Section 5 presents the conclusion.
4. Discussion
This paper proposes a XDAWN + RGC transfer learning algorithm for P300-EEG signal. The XDAWN spatial filter can effectively improve the quality of the evoked P300 components by considering the signal and noise simultaneously. XDAWN also greatly reduced the feature dimensions for the subsequent Riemannian Geometry classifier and improves the performance of the Riemannian Geometry classifier. After mapping the covariance matrix to the Riemannian manifold space, we first performed an affine transformation on the covariance matrix, so that data from different subjects move in the same direction on the Riemannian manifold, making the data comparable without changing the Riemannian distance and geometry structure of the data. There are several reasons for promoting the use of Riemannian Geometry classifier. Due to its logarithmic nature, the Riemann distance is robust to extreme values (noise). Moreover, the Riemannian distance of the SPD matrix is invariant to the matrix inversion and any linearly invertible transformation of the matrix [
36]. These characteristics partially explain why the Riemann classification provides good generalization capabilities.
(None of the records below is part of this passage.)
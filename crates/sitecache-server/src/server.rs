//! JSON-RPC 2.0 over stdio, one message per line.
//!
//! Requests are handled concurrently, each in its own task; responses go
//! through a single writer task so lines never interleave. Notifications
//! (messages without an `id`) are accepted and ignored.

use std::sync::Arc;

use anyhow::{Context, Result};
use serde::Deserialize;
use serde_json::{json, Map, Value};
use sitecache_core::Operations;
use tokio::io::{AsyncBufRead, AsyncBufReadExt, AsyncWrite, AsyncWriteExt};
use tokio::sync::mpsc;
use tracing::{debug, warn};

use crate::{prompts, tools};

// ============================================================================
// Constants
// ============================================================================

/// Protocol revision answered when the client does not ask for one
const DEFAULT_PROTOCOL_VERSION: &str = "2025-06-18";

const SERVER_NAME: &str = "sitecache";

/// Buffer size for the outgoing message channel
const CHANNEL_BUFFER_SIZE: usize = 32;

/// JSON-RPC error codes
mod code {
    pub const PARSE_ERROR: i64 = -32700;
    pub const INVALID_REQUEST: i64 = -32600;
    pub const METHOD_NOT_FOUND: i64 = -32601;
    pub const INVALID_PARAMS: i64 = -32602;
}

// ============================================================================
// Messages
// ============================================================================

#[derive(Debug, Deserialize)]
struct Request {
    id: Option<Value>,
    method: String,
    params: Option<Value>,
}

#[derive(Debug, Clone, PartialEq)]
struct RpcError {
    code: i64,
    message: String,
}

impl RpcError {
    fn new(code: i64, message: impl Into<String>) -> Self {
        Self {
            code,
            message: message.into(),
        }
    }

    fn invalid_params(e: impl std::fmt::Display) -> Self {
        Self::new(code::INVALID_PARAMS, format!("Invalid params: {}", e))
    }
}

#[derive(Debug, Deserialize)]
struct CallToolParams {
    name: String,
    #[serde(default)]
    arguments: Value,
}

#[derive(Debug, Deserialize)]
struct GetPromptParams {
    name: String,
    #[serde(default)]
    arguments: Map<String, Value>,
}

fn response(id: Value, outcome: Result<Value, RpcError>) -> Value {
    match outcome {
        Ok(result) => json!({"jsonrpc": "2.0", "id": id, "result": result}),
        Err(e) => json!({
            "jsonrpc": "2.0",
            "id": id,
            "error": {"code": e.code, "message": e.message}
        }),
    }
}

fn parse_params<T: for<'de> Deserialize<'de>>(params: Option<Value>) -> Result<T, RpcError> {
    let params = params.ok_or_else(|| RpcError::new(code::INVALID_PARAMS, "Missing params"))?;
    serde_json::from_value(params).map_err(RpcError::invalid_params)
}

// ============================================================================
// Server
// ============================================================================

pub struct Server {
    operations: Operations,
}

impl Server {
    pub fn new(operations: Operations) -> Self {
        Self { operations }
    }

    /// Serve until `reader` hits EOF, then wait for in-flight calls to answer.
    pub async fn serve<R, W>(self: Arc<Self>, reader: R, writer: W) -> Result<()>
    where
        R: AsyncBufRead + Unpin,
        W: AsyncWrite + Unpin + Send + 'static,
    {
        let (tx, mut rx) = mpsc::channel::<Value>(CHANNEL_BUFFER_SIZE);

        let writer_task = tokio::spawn(async move {
            let mut writer = writer;
            while let Some(message) = rx.recv().await {
                let mut line = serde_json::to_vec(&message)?;
                line.push(b'\n');
                writer.write_all(&line).await?;
                writer.flush().await?;
            }
            Ok::<(), anyhow::Error>(())
        });

        let mut lines = reader.lines();
        while let Some(line) = lines.next_line().await.context("Failed to read from stdin")? {
            if line.trim().is_empty() {
                continue;
            }
            let server = Arc::clone(&self);
            let tx = tx.clone();
            tokio::spawn(async move {
                if let Some(reply) = server.handle_line(&line).await {
                    if tx.send(reply).await.is_err() {
                        warn!("Output closed, dropping response");
                    }
                }
            });
        }
        debug!("Input closed, draining responses");

        drop(tx);
        writer_task.await.context("Writer task failed")??;
        Ok(())
    }

    /// Handle one raw line; `None` when nothing should be written back.
    pub async fn handle_line(&self, line: &str) -> Option<Value> {
        let message: Value = match serde_json::from_str(line) {
            Ok(message) => message,
            Err(e) => {
                warn!(error = %e, "Unparseable message");
                return Some(response(
                    Value::Null,
                    Err(RpcError::new(code::PARSE_ERROR, format!("Parse error: {}", e))),
                ));
            }
        };
        let id = message.get("id").cloned();
        let request: Request = match serde_json::from_value(message) {
            Ok(request) => request,
            Err(e) => {
                return Some(response(
                    id.unwrap_or(Value::Null),
                    Err(RpcError::new(code::INVALID_REQUEST, format!("Invalid request: {}", e))),
                ))
            }
        };

        let Some(id) = request.id else {
            debug!(method = %request.method, "Notification ignored");
            return None;
        };
        let outcome = self.handle(&request.method, request.params).await;
        Some(response(id, outcome))
    }

    async fn handle(&self, method: &str, params: Option<Value>) -> Result<Value, RpcError> {
        debug!(method, "Request");
        match method {
            "initialize" => Ok(initialize(params)),
            "ping" => Ok(json!({})),
            "tools/list" => Ok(json!({ "tools": tools::definitions() })),
            "tools/call" => {
                let call: CallToolParams = parse_params(params)?;
                let envelope = self.operations.dispatch(&call.name, call.arguments).await;
                let is_error = envelope.get("success") != Some(&Value::Bool(true));
                Ok(json!({
                    "content": [{"type": "text", "text": envelope.to_string()}],
                    "isError": is_error,
                }))
            }
            "prompts/list" => Ok(json!({ "prompts": prompts::definitions() })),
            "prompts/get" => {
                let get: GetPromptParams = parse_params(params)?;
                prompts::render(&get.name, &get.arguments).map_err(RpcError::invalid_params)
            }
            other => Err(RpcError::new(
                code::METHOD_NOT_FOUND,
                format!("Method not found: {}", other),
            )),
        }
    }
}

fn initialize(params: Option<Value>) -> Value {
    let version = params
        .as_ref()
        .and_then(|p| p.get("protocolVersion"))
        .and_then(Value::as_str)
        .unwrap_or(DEFAULT_PROTOCOL_VERSION)
        .to_string();
    json!({
        "protocolVersion": version,
        "capabilities": {
            "tools": {"listChanged": false},
            "prompts": {"listChanged": false}
        },
        "serverInfo": {
            "name": SERVER_NAME,
            "version": env!("CARGO_PKG_VERSION")
        }
    })
}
From the results of two experiments, it is proved that our proposed method has greatly improved the transfer learning algorithm’s performance compared with two classic classification methods, E-SVM and SWLDA. The highest average AUC value reached 0.836, and it also proved that, with the small number of available data in Experiment 1, our proposed transfer learning method can already achieve a fairly good performance. We visualized the data of two subjects from the two datasets, respectively, for a more intuitive understanding of the affine transformation.
From the visualization of the two datasets (
Figure 8 and
Figure 9), we can see that the covariance matrix after the affine transformation is more concentrated and consistent in spatial distribution, which proves that our proposed affine transformation is effective.
The reason the overall performance is good and stable is that using the covariance matrix to represent the data can better capture the correlation between features; mapping these covariance matrices on the Riemannian manifold as points, the geometric structure of these points will be demonstrated clearly. Affine transformation can be performed on the data without changing the geometric properties of the data, and the Riemannian Geometry mean is used to represent the reference matrix. It is considered that, under the P300 task, the subject’s mental state is in a relatively stable state. We use Riemannian Geometry mean of all the samples to capture this stable state. In addition, the Riemannian Geometry classifier has no parameters to train. We use XDAWN to enhance the P300 signal while reducing the data dimension, which greatly reduces the computational expenditure of the Riemannian Geometry classifier.